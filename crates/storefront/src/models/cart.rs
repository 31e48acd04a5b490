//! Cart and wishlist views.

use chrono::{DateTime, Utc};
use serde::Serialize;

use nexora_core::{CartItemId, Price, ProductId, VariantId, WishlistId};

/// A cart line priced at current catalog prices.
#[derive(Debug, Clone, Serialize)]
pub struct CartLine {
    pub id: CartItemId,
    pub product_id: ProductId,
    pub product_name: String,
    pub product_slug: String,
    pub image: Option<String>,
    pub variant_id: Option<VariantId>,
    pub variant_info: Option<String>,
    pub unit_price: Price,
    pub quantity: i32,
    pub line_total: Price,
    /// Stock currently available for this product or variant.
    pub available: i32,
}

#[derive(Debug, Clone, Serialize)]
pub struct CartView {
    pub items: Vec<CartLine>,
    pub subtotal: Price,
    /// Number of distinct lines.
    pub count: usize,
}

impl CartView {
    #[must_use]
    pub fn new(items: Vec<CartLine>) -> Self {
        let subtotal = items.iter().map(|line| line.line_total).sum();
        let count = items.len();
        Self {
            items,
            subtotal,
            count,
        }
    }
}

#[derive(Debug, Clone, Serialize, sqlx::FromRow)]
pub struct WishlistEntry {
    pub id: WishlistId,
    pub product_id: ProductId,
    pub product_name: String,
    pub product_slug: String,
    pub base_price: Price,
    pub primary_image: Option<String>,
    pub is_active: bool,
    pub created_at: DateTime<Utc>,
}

---

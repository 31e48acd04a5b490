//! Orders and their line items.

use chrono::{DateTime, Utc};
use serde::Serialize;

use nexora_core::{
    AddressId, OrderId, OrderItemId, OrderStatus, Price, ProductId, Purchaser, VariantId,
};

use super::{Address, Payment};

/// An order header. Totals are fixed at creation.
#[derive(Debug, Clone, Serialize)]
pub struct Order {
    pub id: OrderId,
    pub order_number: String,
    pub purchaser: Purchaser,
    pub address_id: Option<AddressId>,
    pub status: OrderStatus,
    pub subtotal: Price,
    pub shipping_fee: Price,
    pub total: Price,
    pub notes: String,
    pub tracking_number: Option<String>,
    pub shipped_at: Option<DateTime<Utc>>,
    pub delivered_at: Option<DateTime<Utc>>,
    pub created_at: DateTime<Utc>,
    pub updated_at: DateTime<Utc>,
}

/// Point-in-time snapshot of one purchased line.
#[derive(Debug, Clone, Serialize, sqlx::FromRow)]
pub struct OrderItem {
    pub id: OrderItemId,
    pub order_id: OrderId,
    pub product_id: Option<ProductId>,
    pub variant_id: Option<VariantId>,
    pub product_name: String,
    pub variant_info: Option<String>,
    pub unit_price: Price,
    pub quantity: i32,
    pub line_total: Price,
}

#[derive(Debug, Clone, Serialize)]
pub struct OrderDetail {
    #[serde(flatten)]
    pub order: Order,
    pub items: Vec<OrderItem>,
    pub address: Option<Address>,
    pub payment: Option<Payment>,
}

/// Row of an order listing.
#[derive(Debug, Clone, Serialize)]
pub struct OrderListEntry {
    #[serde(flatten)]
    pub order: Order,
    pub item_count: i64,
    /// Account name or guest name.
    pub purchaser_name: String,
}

* WHAT THIS TASK INVOLVES: Starting with the line that holds "product or variant." and ending with the line that holds "let count = items.len();", retype every line in the data above exactly, and nothing else.

* RESULT BELOW:
    /// Stock currently available for this product or variant.
    pub available: i32,
}

#[derive(Debug, Clone, Serialize)]
pub struct CartView {
    pub items: Vec<CartLine>,
    pub subtotal: Price,
    /// Number of distinct lines.
    pub count: usize,
}

impl CartView {
    #[must_use]
    pub fn new(items: Vec<CartLine>) -> Self {
        let subtotal = items.iter().map(|line| line.line_total).sum();
        let count = items.len();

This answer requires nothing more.